Verkaufsschlager oder Ladenhüter?

Geteilte Meinungen über Windows-8-Erfolg

09.01.2013
Von 
Heinrich Vaske ist Editorial Director a.D. von COMPUTERWOCHE, CIO und CSO.
Während Analysten einen mäßigen Start von Windows 8 diagnostizieren, zieht Microsoft auf der Consumer Electronics Show (CES) eine erste positive Bilanz.
Foto: Microsoft

Mehr als 60 Millionen Windows-8-Lizenzen habe Microsoft seit dem Launch am 26. Oktober 2012 verkauft, sagte Tami Reller auf der Messe in Las Vegas. Die für das Windows-Marketing zuständige Topmanagerin erklärte, man liege damit „beinahe“ auf dem Niveau der Windows-7-Verkaufsbilanz von vor drei Jahren.
Reller erklärte weiter, Windows 8 habe Microsofts Verkaufserwartungen übertroffen, und die große Nachfrage nach Touch-Geräten mit dem neuen Betriebssystemen habe „viele Leute sehr überrascht.“

„Engpass“ bei Tablets

In einem öffentlichen Gespräch auf der CES mit einem Analysten der Investment-Bank JP Morgan bedauerte Reller, dass es offenkundig noch einen Engpass bei den Endgeräten sowie Mängel in den Distributionsketten gebe. Einige Tablets mit Windows RT, die Windows-8-Version für die preiswerteren ARM-Prozessoren, seien nicht optimal vermarktet worden.

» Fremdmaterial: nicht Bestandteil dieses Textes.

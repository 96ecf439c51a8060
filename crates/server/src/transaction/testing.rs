//! In-memory transport and host for driving transactions in tests.

use crate::connection::{Subscriber, Transport};
use crate::transaction::{MockTransactionHost, TransactionId};
use fly_http::buffer::{ReadBuffer, WriteBuffer};
use fly_http::compression::{CompressionConfig, CompressionNegotiator};
use std::cell::{Cell, RefCell, RefMut};
use std::net::SocketAddr;
use std::rc::Rc;

/// Transport whose peer is the test: [`receive`](MockConnection::receive) plays incoming
/// bytes, everything flushed is collected as output.
pub(crate) struct MockConnection {
    read_buffer: RefCell<ReadBuffer>,
    write_buffer: RefCell<WriteBuffer>,
    subscribers: RefCell<Vec<Subscriber>>,
    flushed: RefCell<Vec<u8>>,
    disconnected: Cell<bool>,
}

impl MockConnection {
    pub(crate) fn new() -> Rc<Self> {
        Rc::new(Self {
            read_buffer: RefCell::new(ReadBuffer::new()),
            write_buffer: RefCell::new(WriteBuffer::default()),
            subscribers: RefCell::new(Vec::new()),
            flushed: RefCell::new(Vec::new()),
            disconnected: Cell::new(false),
        })
    }

    /// Appends `data` to the read buffer and notifies the subscribers.
    pub(crate) fn receive(&self, data: &[u8]) {
        self.read_buffer.borrow_mut().feed(data);
        let subscribers = self.subscribers.borrow().clone();
        for subscriber in subscribers {
            subscriber();
        }
    }

    /// Everything flushed since the last call.
    pub(crate) fn take_output(&self) -> String {
        let flushed = self.flushed.take();
        String::from_utf8_lossy(&flushed).into_owned()
    }

    pub(crate) fn take_raw_output(&self) -> Vec<u8> {
        self.flushed.take()
    }

    pub(crate) fn is_disconnected(&self) -> bool {
        self.disconnected.get()
    }
}

impl Transport for MockConnection {
    fn write(&self, data: &[u8], flush: bool) {
        if self.disconnected.get() {
            return;
        }

        let mut sink = self.flushed.borrow_mut();
        let mut buffer = self.write_buffer.borrow_mut();
        buffer.feed(data, &mut *sink).unwrap();
        if flush {
            buffer.flush(&mut *sink).unwrap();
        }
    }

    fn read_buffer(&self) -> RefMut<'_, ReadBuffer> {
        self.read_buffer.borrow_mut()
    }

    fn write_buffer(&self) -> RefMut<'_, WriteBuffer> {
        self.write_buffer.borrow_mut()
    }

    fn subscribe(&self, subscriber: Subscriber) {
        self.subscribers.borrow_mut().push(subscriber);
    }

    fn disconnect(&self) -> bool {
        if self.disconnected.replace(true) {
            return false;
        }

        let mut sink = self.flushed.borrow_mut();
        self.write_buffer.borrow_mut().flush(&mut *sink).unwrap();
        self.subscribers.borrow_mut().clear();
        true
    }

    fn is_readable(&self) -> bool {
        !self.disconnected.get()
    }

    fn is_writable(&self) -> bool {
        !self.disconnected.get()
    }

    fn remote_address(&self) -> Option<SocketAddr> {
        None
    }
}

/// A host handing out `negotiator` and recording the ids of ended transactions.
pub(crate) fn recording_host(negotiator: CompressionNegotiator) -> (Rc<MockTransactionHost>, Rc<RefCell<Vec<TransactionId>>>) {
    let ended = Rc::new(RefCell::new(Vec::new()));
    let negotiator = Rc::new(negotiator);

    let mut host = MockTransactionHost::new();
    host.expect_compression_negotiator().returning_st(move || Rc::clone(&negotiator));
    let record = Rc::clone(&ended);
    host.expect_end_transaction().returning_st(move |id| record.borrow_mut().push(id));

    (Rc::new(host), ended)
}

/// A host without compression.
pub(crate) fn plain_host() -> (Rc<MockTransactionHost>, Rc<RefCell<Vec<TransactionId>>>) {
    recording_host(CompressionNegotiator::new())
}

/// A host with the default gzip/deflate configuration.
pub(crate) fn compressing_host() -> (Rc<MockTransactionHost>, Rc<RefCell<Vec<TransactionId>>>) {
    recording_host(CompressionNegotiator::from_config(&CompressionConfig::default()))
}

Große Hoffnungen setzt Microsoft laut Reller in das kommende eigene TabletSurface Pro“, das mit einem Intel-Core-i5-Prozessor werkeln und wesentlich leistungsfähiger als die heutigen RT-Modelle sein soll. „Das wird ein PC sein, der ebenso einen unglaublichen Job als Tablet macht“, sagte die Marketing-Managerin.

In den Unternehmen, so räumte Reller ein, ist Windows 7 weiterhin erste Wahl. Es sei auf mehr als 60 Prozent der klassischen PC-Arbeitsplätze installiert. Die 60 Millionen verkauften Windows-8-Lizenzen setzen sich im Wesentlichen aus OEM-Verkäufen im Consumer-Geschäft sowie aus Upgrades von Anwendern zusammen, die das neue System ausprobieren und das bis Ende Januar gewährte Billigangebot des Herstellers Rabatt nutzen möchten.

Skepsis bei Analysten

Im Vorfeld der CES hatten sich Analysten eher skeptisch zum PC-Geschäft im Allgemeinen und Windows8 im Besonderen geäußert. Im US-Markt habe der PC-Absatz im Vorweihnachtsgeschäft – also zwischen Ende November und Ende Dezember 2012 – um elf Prozent unter dem des Vorjahrs gelegen, berichten die Marktforscher der NPD Group. Den Anbietern sei es bislang nicht gelungen, mit Windows 8 eine Trendwende einzuleiten.

Die Lage werde sich so bald auch nicht bessern, da in den nächsten Monaten nicht etwa fallende, sondern steigende PC-Preise zu erwarten seien. Die Hersteller müssten etwas tun, derzeit kalkulierten sie mit so dünnen Margen, dass sich ihre Geschäfte kaum noch lohnten.
Mehrere Faktoren, von der instabilen Konjunktur über den wachsenden Konkurrenzdruck durch billige Tablets bis hin zur unklaren Strategie Microsofts führten dazu, dass Windows 8 den Markt nicht so bald erobern werde.

Multitouch auf dem PC?

Der im Web populäre Windows-Insider Paul Thurrott diagnostiziert sogar, dass sich die Anbieter schon mit Windows 7 die Geschäfte selbst verdorben hätten. Es sei vorinstalliert auf billigen Netbooks in den Markt gelangt – und nun sei die weite Verbreitung auf „billigem Plastikschrott“ für Redmond ein echtes Problem. Den Anwendern sei kaum begreiflich zu machen, für einen PC wieder 700 Dollar und mehr zu zahlen, wenn der Mehrwert neuer Windows-PCs im Wesentlichen bei den Touch-Eigenschaften liege, an denen die wenigsten interesssiert seien. Laut Thurrott sind derzeit nur 4,5 Prozent der ausgelieferten Windows-8-PCs Multitouch-fähig.

Anwender nutzen Windows 8 heute, weil sie es mit dem neuen PC erwerben oder weil sie aus Neugier ein Upgrade vornehmen. Bei Microsoft weiß man das. Bis Ende Januar bietet das Unternehmen Windows 8 noch in der Pro-Version für 29,99 Euro auf seiner Website an – ein guter jahresauftakt scheint also gesichert.